Mieczysław Weinberg (also Moisey or Moishe Vainberg, Moisey Samuilovich Vaynberg; Russian: Моисей Самуилович Вайнберг; Polish: Mojsze [Mieczysław] Wajnberg; 8 December 1919[note 1] – 26 February 1996) was a Polish-born Soviet composer. His music, often programmatic, was influenced by his friend Dmitri Shostakovich. Weinberg's corpus is extensive, including 22 symphonies and seven operas.


Much confusion has been caused by different renditions of the composer's names. In official Polish documents (i.e. prior to his move to the USSR), his name was spelled as Mojsze Wajnberg,[1][2] and in the world of Yiddish theater of antebellum Warsaw he was likewise known as Yiddish: משה װײַנבערג‎ (Moishe Weinberg).[3] In the Russian language (i.e. after his move to the Soviet Union), he was and still is known as Russian: Моисей Самуилович Вайнберг (Moisey Samuilovich Vaynberg), which is the Russian-language analogue of the Polish original Mojsze, son of Samuel. Among close friends in Russia, he would also go by his Polish diminutive Mietek (i.e. Mieczysław).

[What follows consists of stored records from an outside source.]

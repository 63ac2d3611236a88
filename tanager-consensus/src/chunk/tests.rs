use std::convert::TryFrom;
use std::sync::{Arc, Mutex};

use tempdir::TempDir;

use tanager_chain::amount::Amount;
use tanager_chain::block::{merkle, Block, Hash, Header, Height};
use tanager_chain::parameters::Network;
use tanager_chain::serialize::Encode;
use tanager_chain::transaction::{LockTime, Transaction, Txid};
use tanager_chain::transparent::{CoinbaseData, Input, OutPoint, Output, Script};
use tanager_chain::work::CompactDifficulty;
use tanager_state::{
    BlockIndex, BlockStore, Chainstate, Config, MemoryUtxoStore, Utxo, UtxoStore,
};

use super::*;

const REGTEST_BITS: CompactDifficulty = CompactDifficulty(0x207f_ffff);

fn coinbase(height: Height, value: i64) -> Transaction {
    Transaction::new(
        1,
        vec![Input::Coinbase {
            data: CoinbaseData::new(CoinbaseData::height_prefix(height)),
            sequence: 0xffff_ffff,
        }],
        vec![Output {
            value: Amount::try_from(value).unwrap(),
            lock_script: Script(vec![0x51]),
        }],
        LockTime::unlocked(),
    )
}

/// Grind the nonce until the header meets the regtest target.
fn mine(mut header: Header) -> Header {
    let target = REGTEST_BITS.to_expanded().expect("valid bits");
    loop {
        let candidate = Header::new(
            header.version,
            header.previous_block_hash,
            header.merkle_root,
            header.time,
            header.difficulty_threshold,
            header.nonce,
        );
        if candidate.hash() <= target {
            return candidate;
        }
        header.nonce += 1;
    }
}

fn build_block(height: Height, prev: Hash, transactions: Vec<Transaction>) -> Block {
    let transactions: Vec<_> = transactions.into_iter().map(Arc::new).collect();
    let merkle_root: merkle::Root = transactions.iter().map(|tx| tx.hash()).collect();
    let header = mine(Header::new(
        2,
        prev,
        merkle_root,
        1_400_000_000 + height.0,
        REGTEST_BITS,
        0,
    ));
    Block {
        header,
        transactions,
    }
}

struct Fixture {
    _dir: TempDir,
    chainstate: Chainstate,
    block_store: Arc<BlockStore>,
}

impl Fixture {
    fn new() -> Fixture {
        let dir = TempDir::new("tanager-chunk").unwrap();
        let config = Config::new(dir.path());
        let block_store = Arc::new(BlockStore::open(&config).unwrap());
        let index = Arc::new(Mutex::new(BlockIndex::in_memory(Network::Regtest)));
        let utxos: Arc<Mutex<Box<dyn UtxoStore>>> =
            Arc::new(Mutex::new(Box::new(MemoryUtxoStore::new())));
        let chainstate = Chainstate::new(index, utxos).unwrap();
        Fixture {
            _dir: dir,
            chainstate,
            block_store,
        }
    }

    fn store_block(&self, height: Height, block: &Block) {
        self.block_store
            .write(height, &block.encode_to_vec())
            .unwrap();
    }

    fn seed_utxo(&self, outpoint: OutPoint, value: i64, height: Height) {
        let utxos = self.chainstate.utxos();
        let mut store = utxos.lock().unwrap();
        store
            .insert(
                outpoint,
                Utxo::new(
                    Output {
                        value: Amount::try_from(value).unwrap(),
                        lock_script: Script(vec![0x51]),
                    },
                    height,
                    false,
                ),
            )
            .unwrap();
    }

    fn validator(&self, start: u32, end: u32, skip_scripts: bool) -> ChunkValidator {
        ChunkValidator::new(
            self.chainstate.clone(),
            Arc::clone(&self.block_store),
            Network::Regtest,
            Height(start),
            Height(end),
            skip_scripts,
        )
        .unwrap()
    }

    fn utxo_at(&self, outpoint: &OutPoint) -> Option<Utxo> {
        let utxos = self.chainstate.utxos();
        let store = utxos.lock().unwrap();
        store.lookup(outpoint).unwrap()
    }
}

#[test]
fn coinbase_only_chain_validates_and_flushes() {
    tanager_test::init();
    let fixture = Fixture::new();

    let mut prev = Hash::zero();
    let mut coinbase_outpoints = Vec::new();
    for h in 1..=3u32 {
        let block = build_block(Height(h), prev, vec![coinbase(Height(h), 5_000_000_000)]);
        prev = block.hash();
        coinbase_outpoints.push(OutPoint {
            txid: block.transactions[0].hash(),
            index: 0,
        });
        fixture.store_block(Height(h), &block);
    }

    let mut validator = fixture.validator(1, 3, false);
    validator.validate_chunk().expect("chunk validates");
    assert_eq!(validator.batch().created_count(), 3);
    assert_eq!(validator.batch().spent_count(), 0);

    validator.flush().expect("flush succeeds");
    assert_eq!(fixture.chainstate.validated_tip(), Height(3));
    for outpoint in coinbase_outpoints.iter() {
        assert!(fixture.utxo_at(outpoint).is_some());
    }
}

#[test]
fn created_then_spent_cancels_out() {
    tanager_test::init();
    let fixture = Fixture::new();

    // The store holds one pre-existing UTXO worth 50 000.
    let seed = OutPoint {
        txid: Txid([0xaa; 32]),
        index: 0,
    };
    fixture.seed_utxo(seed, 50_000, Height(0));

    // Block 1: coinbase, plus a chain of two spends. The intermediate
    // output lives and dies inside the chunk.
    let spend_a = Transaction::new(
        1,
        vec![Input::PrevOut {
            outpoint: seed,
            unlock_script: Script(vec![]),
            sequence: 0xffff_ffff,
        }],
        vec![Output {
            value: Amount::try_from(40_000i64).unwrap(),
            lock_script: Script(vec![0x51]),
        }],
        LockTime::unlocked(),
    );
    let intermediate = OutPoint {
        txid: spend_a.hash(),
        index: 0,
    };
    let spend_b = Transaction::new(
        1,
        vec![Input::PrevOut {
            outpoint: intermediate,
            unlock_script: Script(vec![]),
            sequence: 0xffff_ffff,
        }],
        vec![Output {
            value: Amount::try_from(30_000i64).unwrap(),
            lock_script: Script(vec![0x51]),
        }],
        LockTime::unlocked(),
    );
    let final_outpoint = OutPoint {
        txid: spend_b.hash(),
        index: 0,
    };

    // Fees: 10 000 + 10 000; coinbase may claim subsidy + 20 000.
    let block = build_block(
        Height(1),
        Hash::zero(),
        vec![
            coinbase(Height(1), 5_000_000_000 + 20_000),
            spend_a,
            spend_b,
        ],
    );
    fixture.store_block(Height(1), &block);

    let mut validator = fixture.validator(1, 1, false);
    validator.validate_chunk().expect("chunk validates");

    // The intermediate output cancelled; only the coinbase and the final
    // output remain, and only the seed is deleted.
    assert_eq!(validator.batch().cancelled_count(), 1);
    assert_eq!(validator.batch().created_count(), 2);
    assert_eq!(validator.batch().spent_count(), 1);

    validator.flush().expect("flush succeeds");
    assert!(fixture.utxo_at(&seed).is_none());
    assert!(fixture.utxo_at(&intermediate).is_none());
    assert!(fixture.utxo_at(&final_outpoint).is_some());
}

#[test]
fn missing_utxo_aborts_the_chunk() {
    tanager_test::init();
    let fixture = Fixture::new();

    let ghost_spend = Transaction::new(
        1,
        vec![Input::PrevOut {
            outpoint: OutPoint {
                txid: Txid([0xee; 32]),
                index: 7,
            },
            unlock_script: Script(vec![]),
            sequence: 0xffff_ffff,
        }],
        vec![Output {
            value: Amount::try_from(1_000i64).unwrap(),
            lock_script: Script(vec![0x51]),
        }],
        LockTime::unlocked(),
    );
    let block = build_block(
        Height(1),
        Hash::zero(),
        vec![coinbase(Height(1), 5_000_000_000), ghost_spend],
    );
    fixture.store_block(Height(1), &block);

    let mut validator = fixture.validator(1, 1, true);
    let err = validator.validate_chunk().expect_err("must fail");
    assert!(matches!(err, ChunkError::UtxoMissing { .. }));
    assert_eq!(err.height(), Height(1));

    // Nothing was flushed; the tip is unchanged.
    assert_eq!(fixture.chainstate.validated_tip(), Height(0));
}

#[test]
fn double_spend_within_chunk_is_detected() {
    tanager_test::init();
    let fixture = Fixture::new();

    let seed = OutPoint {
        txid: Txid([0xbb; 32]),
        index: 0,
    };
    fixture.seed_utxo(seed, 50_000, Height(0));

    let spend = |salt: u8| {
        Transaction::new(
            1,
            vec![Input::PrevOut {
                outpoint: seed,
                unlock_script: Script(vec![]),
                sequence: 0xffff_ffff,
            }],
            vec![Output {
                value: Amount::try_from(40_000i64).unwrap(),
                lock_script: Script(vec![0x51, salt]),
            }],
            LockTime::unlocked(),
        )
    };

    let block = build_block(
        Height(1),
        Hash::zero(),
        vec![
            coinbase(Height(1), 5_000_000_000 + 20_000),
            spend(0x01),
            spend(0x02),
        ],
    );
    fixture.store_block(Height(1), &block);

    let mut validator = fixture.validator(1, 1, true);
    let err = validator.validate_chunk().expect_err("must fail");
    assert!(matches!(err, ChunkError::UtxoDouble { .. }));
}

#[test]
fn immature_coinbase_spend_is_rejected() {
    tanager_test::init();
    let fixture = Fixture::new();

    // A coinbase UTXO confirmed at height 1, spent at height 50.
    let utxos = fixture.chainstate.utxos();
    let young = OutPoint {
        txid: Txid([0xcc; 32]),
        index: 0,
    };
    utxos
        .lock()
        .unwrap()
        .insert(
            young,
            Utxo::new(
                Output {
                    value: Amount::try_from(5_000_000_000i64).unwrap(),
                    lock_script: Script(vec![0x51]),
                },
                Height(1),
                true,
            ),
        )
        .unwrap();
    drop(utxos);

    let premature = Transaction::new(
        1,
        vec![Input::PrevOut {
            outpoint: young,
            unlock_script: Script(vec![]),
            sequence: 0xffff_ffff,
        }],
        vec![Output {
            value: Amount::try_from(4_000_000_000i64).unwrap(),
            lock_script: Script(vec![0x51]),
        }],
        LockTime::unlocked(),
    );
    let block = build_block(
        Height(50),
        Hash::zero(),
        vec![coinbase(Height(50), 5_000_000_000), premature],
    );
    fixture.store_block(Height(50), &block);

    let mut validator = fixture.validator(50, 50, true);
    let err = validator.validate_chunk().expect_err("must fail");
    assert!(matches!(err, ChunkError::UtxoMissing { .. }));
    assert!(err.to_string().contains("maturity") || err.to_string().contains("spent"));
}

#[test]
fn overclaiming_coinbase_is_rejected() {
    tanager_test::init();
    let fixture = Fixture::new();

    let block = build_block(
        Height(1),
        Hash::zero(),
        vec![coinbase(Height(1), 5_000_000_001)],
    );
    fixture.store_block(Height(1), &block);

    let mut validator = fixture.validator(1, 1, true);
    let err = validator.validate_chunk().expect_err("must fail");
    assert!(matches!(err, ChunkError::Coinbase { .. }));
}

#[test]
fn batch_cancellation_is_observable_directly() {
    tanager_test::init();

    let mut batch = UtxoBatch::new();
    let x = OutPoint {
        txid: Txid([0x0f; 32]),
        index: 0,
    };
    batch.add_created(
        x,
        Utxo::new(
            Output {
                value: Amount::try_from(50_000i64).unwrap(),
                lock_script: Script(vec![0x51]),
            },
            Height(100),
            false,
        ),
    );
    batch.mark_spent(x).unwrap();

    assert!(batch.lookup(&x).is_none());
    assert_eq!(batch.spent_count(), 0);
    assert_eq!(batch.cancelled_count(), 1);
}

Re-transliteration of his surname from Cyrillic (Вайнберг) back into the Latin alphabet produced a variety of spellings, including 'Weinberg', 'Vainberg', and 'Vaynberg'. The form 'Weinberg' is now being increasingly used as the most frequent English-language rendition of this common Jewish surname, notably in the latest edition of Grove and by Weinberg's biographer, Per Skans.[4]


Weinberg was born on 8 December 1919[note 1] to a Jewish family in Warsaw. His father, Shmil (Szmuel or Samuil Moiseyevich) Weinberg (1882–1943, Russian),[6] a well-known conductor and composer of the Yiddish theater,[7][8] moved to Warsaw from Kishinev (at that time a part of the Russian Empire) in 1916 and worked as a violinist and conductor for the Yiddish theatre Scala in Warsaw, where the future composer joined him as pianist at the age of 10 and later as a musical director of several performances.[9] His mother, Sonia Wajnberg (née Sura-Dwojra Sztern, 1888–1943),[note 2] born in Odessa (at that time a part of the Russian Empire), was an actress in several Yiddish theater companies in Warsaw and Lodz.[10] The family had already been the victim of anti-semitic violence in Bessarabia— some members of his family were killed during the Kishinev pogrom.[11] One of the composer's cousins (a son of his father's sister Khaya Vaynberg) - Isay Abramovich Mishne - was the secretary of the Military Revolutionary Committee of the Baku Soviet commune and was executed in 1918 along with the other 26 Baku Commissars.[12]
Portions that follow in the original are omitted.